One can program modern GPUs in a variety of languages. However only a few of those languages work well on all the main vendors' GPUs and operating systems: essentially the C like HLSL and GLSL shader languages. Since I use OpenGL with GLSL shaders in Avoyd I choose to write the path tracer in GLSL. (Avoyd runs only on Windows currently but I intend to support other operating systems eventually.)
This blog post doesn't describe the inner workings of implementing path tracing. For this I recommend you first check out Ray Tracing in One Weekend along with the seminal Physically Based Rendering: From Theory To Implementation.
My first step in the conversion of the path tracer to the GPU is to rewrite the CPU code in C. (This also allows me to easily debug the implementation.) I am able to rewrite most of the code in C without any change to performance, so these parts can stay in Avoyd's codebase. Because some of the code uses C++ templates for optimised variants, I keep the templates in C++ and write duplicates in C. I can switch to the C duplicates for testing.
Avoyd uses a sparse voxel octree directed acyclic graph (SVO-DAG). The DAG part means that multiple nodes can have links to the same child. This allows deduplication of parts of the octree, lowering the memory requirements by around 4x (for the data sets I've tested), whilst keeping the read code unchanged. To write to the octree I use reference counting and copy-on-modify.
With the C implementation working, the octree ray casting is the first part of the code I move to GLSL. To do this I need to move the data to the GPU, which means allocating one shader storage buffer to store the nodes, and another to store the node types (a 16bit set of 8 x 2 bit bit-fields denoting empty, child or leaf). The size of these buffers is limited to 2GB due to indexing, though one can use multiple buffers for more data. Both the node buffer and node type buffers are simple arrays of 32bit unsigned integers, with the nodetypes using bit manipulation to extract the correct 16bit data from a 32bit one.
Whilst I'm likely to implement the final path tracer as a compute shader, for simplicity I decide to initially use a fragment shader (pixel shader in DX terminology). This requires a vertex shader to draw a full screen triangle. Embarrassingly my Euclidean geometry fails me on my first attempt at fitting a triangle to cover the screen. If you're wondering why I don't use a quadrangle which exactly covers the scene, this is because these are rendered with two triangles with an intersection down the middle.

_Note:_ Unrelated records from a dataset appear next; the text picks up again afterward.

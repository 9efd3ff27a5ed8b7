//! Double-buffered sample storage shared with the buffer-exhausted handler.
//!
//! Two fixed `StreamBuffer<N>`s alternate: at any instant one is in flight
//! to the hardware consumer and the other belongs to software for refilling.
//! The buffer-exhausted handler calls [`StreamBuffers::on_buffer_exhausted`],
//! which flips the in-flight slot and raises the refill flag on the buffer
//! the hardware just finished. The main loop picks the flag up with
//! [`StreamBuffers::take_refill`].
//!
//! Every access goes through a `critical_section::Mutex`, so any
//! read-modify-write on the flags or the in-flight slot runs with interrupts
//! masked. There is no way to touch a buffer without a `CriticalSection`
//! token.
//!
//! # Constraints
//!
//! - `no_std`, no allocation: both buffers live inline, intended for a
//!   `static`.
//! - The handler side never blocks and never reads storage.

use core::cell::{Cell, RefCell, RefMut};

use critical_section::{CriticalSection, Mutex};

/// One of the two buffers.
#[derive(Debug, Clone, Copy, PartialEq, Eq)]
#[cfg_attr(feature = "defmt", derive(defmt::Format))]
pub enum Slot {
    /// Consumed first after [`crate::PlaybackBufferEngine::start`].
    Front,
    /// Consumed after the front buffer.
    Back,
}

impl Slot {
    /// Both slots, in priming order.
    pub const ALL: [Self; 2] = [Self::Front, Self::Back];

    /// The other buffer.
    #[must_use]
    pub fn other(self) -> Self {
        match self {
            Self::Front => Self::Back,
            Self::Back => Self::Front,
        }
    }
}

/// Fixed-capacity block of raw PCM bytes plus its refill-needed flag.
pub struct StreamBuffer<const N: usize> {
    bytes: [u8; N],
    refill_needed: bool,
}

impl<const N: usize> StreamBuffer<N> {
    /// Zeroed buffer with no refill pending.
    pub const fn new() -> Self {
        Self {
            bytes: [0; N],
            refill_needed: false,
        }
    }

    /// Sample bytes, always `N` long.
    pub fn bytes(&self) -> &[u8; N] {
        &self.bytes
    }

    /// Mutable sample bytes.
    pub fn bytes_mut(&mut self) -> &mut [u8; N] {
        &mut self.bytes
    }

    /// Zero everything from `filled` onward so a short refill plays silence
    /// rather than stale samples.
    pub fn silence_from(&mut self, filled: usize) {
        if let Some(tail) = self.bytes.get_mut(filled..) {
            tail.fill(0);
        }
    }

    /// Whether the hardware has finished with this buffer since its last
    /// refill.
    pub fn refill_needed(&self) -> bool {
        self.refill_needed
    }
}

impl<const N: usize> Default for StreamBuffer<N> {
    fn default() -> Self {
        Self::new()
    }
}

/// The front/back pair and the in-flight marker.
pub struct StreamBuffers<const N: usize> {
    slots: [Mutex<RefCell<StreamBuffer<N>>>; 2],
    in_flight: Mutex<Cell<Slot>>,
}

impl<const N: usize> StreamBuffers<N> {
    /// Both buffers zeroed, front in flight.
    pub const fn new() -> Self {
        Self {
            slots: [
                Mutex::new(RefCell::new(StreamBuffer::new())),
                Mutex::new(RefCell::new(StreamBuffer::new())),
            ],
            in_flight: Mutex::new(Cell::new(Slot::Front)),
        }
    }

    fn cell<'cs>(&'cs self, cs: CriticalSection<'cs>, slot: Slot) -> &'cs RefCell<StreamBuffer<N>> {
        let [front, back] = &self.slots;
        match slot {
            Slot::Front => front.borrow(cs),
            Slot::Back => back.borrow(cs),
        }
    }

    /// Buffer-exhausted event: the hardware finished the in-flight buffer
    /// and moved on to the other one.
    ///
    /// Flips the in-flight slot, flags the finished buffer for refill and
    /// returns the slot now in flight.
    pub fn on_buffer_exhausted(&self) -> Slot {
        critical_section::with(|cs| {
            let marker = self.in_flight.borrow(cs);
            let finished = marker.get();
            let next = finished.other();
            marker.set(next);
            if let Ok(mut buf) = self.cell(cs, finished).try_borrow_mut() {
                buf.refill_needed = true;
            }
            next
        })
    }

    /// Slot currently owned by the hardware.
    pub fn in_flight(&self, cs: CriticalSection<'_>) -> Slot {
        self.in_flight.borrow(cs).get()
    }

    /// If `slot` is flagged for refill, clear the flag and hand out the
    /// buffer for writing.
    pub fn take_refill<'cs>(
        &'cs self,
        cs: CriticalSection<'cs>,
        slot: Slot,
    ) -> Option<RefMut<'cs, StreamBuffer<N>>> {
        let mut buf = self.cell(cs, slot).try_borrow_mut().ok()?;
        if !buf.refill_needed {
            return None;
        }
        buf.refill_needed = false;
        Some(buf)
    }

    /// Unconditional write access to `slot`, used when priming.
    pub fn buffer_mut<'cs>(
        &'cs self,
        cs: CriticalSection<'cs>,
        slot: Slot,
    ) -> Option<RefMut<'cs, StreamBuffer<N>>> {
        self.cell(cs, slot).try_borrow_mut().ok()
    }

    /// Drop any pending refill requests.
    pub fn clear_refill_flags(&self, cs: CriticalSection<'_>) {
        for slot in Slot::ALL {
            if let Ok(mut buf) = self.cell(cs, slot).try_borrow_mut() {
                buf.refill_needed = false;
            }
        }
    }

    /// Front in flight, no refills pending.
    pub fn reset(&self, cs: CriticalSection<'_>) {
        self.in_flight.borrow(cs).set(Slot::Front);
        self.clear_refill_flags(cs);
    }

    /// Run `f` over the bytes of the buffer the hardware is consuming.
    ///
    /// Used by the streaming side to copy the next block out to the
    /// peripheral.
    pub fn with_in_flight<R>(&self, f: impl FnOnce(&[u8; N]) -> R) -> Option<R> {
        critical_section::with(|cs| {
            let slot = self.in_flight(cs);
            let buf = self.cell(cs, slot).try_borrow().ok()?;
            Some(f(buf.bytes()))
        })
    }

    /// Whether `slot` currently has a refill pending.
    pub fn refill_pending(&self, slot: Slot) -> bool {
        critical_section::with(|cs| {
            self.cell(cs, slot)
                .try_borrow()
                .is_ok_and(|buf| buf.refill_needed)
        })
    }
}

impl<const N: usize> Default for StreamBuffers<N> {
    fn default() -> Self {
        Self::new()
    }
}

The GPU processes fragments in 2x2 quads and on the triangle boundary many of the fragments would be discarded. There's a good blog post about this called Optimizing Triangles for a Full-screen Pass by Chris Wallis.
A red fullscreen (well, not quite) triangle is the first step in implementing a fullscreen fragment shading pass
Next up I add a simple fragment shader, passing camera data in a uniform buffer, and check that I can correctly calculate the ray direction from camera matrices.
Image of the ray direction computed from fragment position. Since this is the basic input to path tracing the imnage I thought it was a good first step to check.
With ray direction and camera position I can start ray casting. As expected, nothing works. I fire up RenderDoc, which hints that the shader buffer data is incorrect. I then write a quick visualizer for both the CPU and GPU octree data, which confirms that the buffer data on the CPU is different to the data on the GPU. In addition to visualizating the octree structure by iterating through each node on a plane through the world (images below) I also added a visualizer using raw flat indexing (not shown), to confirm that the octree code itself is not an issue.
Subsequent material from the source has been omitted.